Nuclear scintigraphy, using a bone-seeking tracer like Technetium-99m pyrophosphate, is a non-invasive method to differentiate amyloidosis types. A positive scan is highly specific for wild-type or hereditary ATTR amyloidosis, often allowing diagnosis without a biopsy. Despite advances in non-invasive imaging, endomyocardial biopsy remains the definitive gold standard for confirming the presence and type of abnormal material.
Treatment Strategies and Management
Management involves addressing heart failure symptoms and the underlying disease process. Standard heart failure medications, such as beta-blockers and ACE inhibitors, must be used cautiously or avoided. Since restrictive physiology patients rely on a higher heart rate to maintain output, drugs that slow the heart rate or drop blood pressure can be detrimental.
Diuretics manage fluid overload and congestion, but their use requires careful monitoring to prevent excessive fluid removal and hypotension. Therapeutic advancements focus on cause-specific treatments that target the source of the infiltration. For AL amyloidosis, the goal is to eliminate the abnormal protein source using chemotherapy or immunomodulatory agents targeting the plasma cell clone.
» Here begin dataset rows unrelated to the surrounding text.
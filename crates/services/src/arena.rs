use std::fmt;
use std::sync::Arc;
use std::time::Duration;

use rand::rngs::StdRng;
use tokio::sync::watch;

use quiz_core::model::{SessionId, SwipeDirection};
use quiz_core::{
    AnswerOutcome, Clock, DragTracker, GestureOutcome, Key, QuizSession, QuizSettings,
    SettleTicket,
};

use crate::deck_builder::DeckBuilder;
use crate::store::ViewStore;
use crate::view::ArenaView;

/// Raw input coming from the presentation layer.
#[derive(Debug, Clone, Copy, PartialEq)]
pub enum ArenaEvent {
    PointerDown { x: f64 },
    PointerMove { x: f64 },
    PointerUp,
    /// Treated like a release: a drag past the threshold still answers.
    PointerCancel,
    Key(Key),
    /// The explicit "Faux" / "Vrai" buttons.
    Button(SwipeDirection),
    Reset,
}

/// One player's quiz table: session, drag tracking and snapshot publishing.
///
/// Every state change publishes a fresh `ArenaView`; ignored input publishes
/// nothing.
pub struct QuizArena {
    session: QuizSession,
    drag: DragTracker,
    builder: DeckBuilder,
    rng: StdRng,
    clock: Clock,
    settings: QuizSettings,
    store: ViewStore,
}

impl QuizArena {
    #[must_use]
    pub fn new(settings: QuizSettings, builder: DeckBuilder, mut rng: StdRng, clock: Clock) -> Self {
        let deck = builder.build(&mut rng);
        let session = QuizSession::new(
            SessionId::new_random(),
            deck,
            settings.scoring(),
            settings.history_capacity(),
        );
        let drag = DragTracker::new(settings.drag_threshold_px(), settings.preview_threshold_px());
        let store = ViewStore::new(ArenaView::capture(&session, drag.state(), &settings));

        tracing::info!(
            session_id = %session.id(),
            cards = session.total_cards(),
            "quiz.session_started"
        );

        Self {
            session,
            drag,
            builder,
            rng,
            clock,
            settings,
            store,
        }
    }

    #[must_use]
    pub fn session(&self) -> &QuizSession {
        &self.session
    }

    #[must_use]
    pub fn settings(&self) -> &QuizSettings {
        &self.settings
    }

    #[must_use]
    pub fn view(&self) -> ArenaView {
        ArenaView::capture(&self.session, self.drag.state(), &self.settings)
    }

    #[must_use]
    pub fn latest(&self) -> Arc<ArenaView> {
        self.store.latest()
    }

    #[must_use]
    pub fn subscribe(&self) -> watch::Receiver<Arc<ArenaView>> {
        self.store.subscribe()
    }

    #[must_use]
    pub fn pending_settle(&self) -> Option<SettleTicket> {
        self.session.pending_settle()
    }

    #[must_use]
    pub fn settle_delay(&self) -> Duration {
        self.settings.settle_delay()
    }

    /// Dispatches one input event. Returns true when the state changed.
    pub fn handle(&mut self, event: ArenaEvent) -> bool {
        match event {
            ArenaEvent::PointerDown { x } => self.pointer_down(x),
            ArenaEvent::PointerMove { x } => self.pointer_move(x),
            ArenaEvent::PointerUp | ArenaEvent::PointerCancel => {
                !matches!(self.pointer_up(), GestureOutcome::Ignored)
            }
            ArenaEvent::Key(key) => self.key(key).is_accepted(),
            ArenaEvent::Button(direction) => self.submit_answer(direction).is_accepted(),
            ArenaEvent::Reset => {
                self.start_or_reset();
                true
            }
        }
    }

    /// Deals a fresh deck and zeroes every counter. Cancels any pending settle.
    pub fn start_or_reset(&mut self) {
        let deck = self.builder.build(&mut self.rng);
        let cancelled = self.session.pending_settle().is_some();
        self.session.reset(SessionId::new_random(), deck);
        self.drag.reset();

        tracing::info!(
            session_id = %self.session.id(),
            cards = self.session.total_cards(),
            cancelled_settle = cancelled,
            "quiz.session_reset"
        );
        self.publish();
    }

    /// Answers the active card. Silently ignored while locked or complete.
    pub fn submit_answer(&mut self, direction: SwipeDirection) -> AnswerOutcome {
        let outcome = self.session.submit_answer(direction, self.clock.now());
        if let AnswerOutcome::Accepted { snapshot, ticket } = &outcome {
            self.drag.fly_out(direction, self.settings.fly_out_distance_px());
            tracing::debug!(
                session_id = %self.session.id(),
                card_id = %snapshot.card.id,
                direction = ?direction,
                correct = snapshot.was_correct,
                score = self.session.score(),
                streak = self.session.streak(),
                ticket = ticket.value(),
                "quiz.answer_accepted"
            );
            self.publish();
        }
        outcome
    }

    pub fn key(&mut self, key: Key) -> AnswerOutcome {
        match key.direction() {
            Some(direction) => self.submit_answer(direction),
            None => AnswerOutcome::Ignored,
        }
    }

    pub fn pointer_down(&mut self, x: f64) -> bool {
        if !self.session.accepts_input() {
            return false;
        }
        self.drag.pointer_down(x);
        self.publish();
        true
    }

    pub fn pointer_move(&mut self, x: f64) -> bool {
        if !self.session.accepts_input() || !self.drag.is_dragging() {
            return false;
        }
        self.drag.pointer_move(x);
        self.publish();
        true
    }

    /// Releases the drag: answers past the threshold, springs back otherwise.
    pub fn pointer_up(&mut self) -> GestureOutcome {
        if !self.session.accepts_input() {
            return GestureOutcome::Ignored;
        }
        let outcome = self.drag.pointer_up();
        match outcome {
            GestureOutcome::Answer(direction) => {
                let _ = self.submit_answer(direction);
            }
            GestureOutcome::Cancelled => self.publish(),
            GestureOutcome::Ignored => {}
        }
        outcome
    }

    /// Completes the animation for `ticket`. Stale tickets are ignored.
    pub fn settle(&mut self, ticket: SettleTicket) -> bool {
        if !self.session.settle(ticket) {
            return false;
        }
        self.drag.reset();
        if self.session.is_complete() {
            tracing::info!(
                session_id = %self.session.id(),
                score = self.session.score(),
                best_streak = self.session.best_streak(),
                "quiz.session_complete"
            );
        } else {
            tracing::trace!(
                session_id = %self.session.id(),
                remaining = self.session.remaining_cards(),
                "quiz.card_settled"
            );
        }
        self.publish();
        true
    }

    fn publish(&self) {
        self.store.publish(self.view());
    }
}

impl fmt::Debug for QuizArena {
    fn fmt(&self, f: &mut fmt::Formatter<'_>) -> fmt::Result {
        f.debug_struct("QuizArena")
            .field("session", &self.session)
            .field("drag", &self.drag.state())
            .field("clock", &self.clock)
            .finish_non_exhaustive()
    }
}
Treatments for ATTR amyloidosis focus on stabilizing the transthyretin protein or “silencing” the gene that produces it, using stabilizers or siRNA therapies. For hemochromatosis, the mainstay of treatment is removing excess iron through phlebotomy, which can reverse cardiac damage if started early. Cardiac sarcoidosis is typically treated with immunosuppressive therapy, often corticosteroids, to reduce inflammatory granulomas and prevent scarring.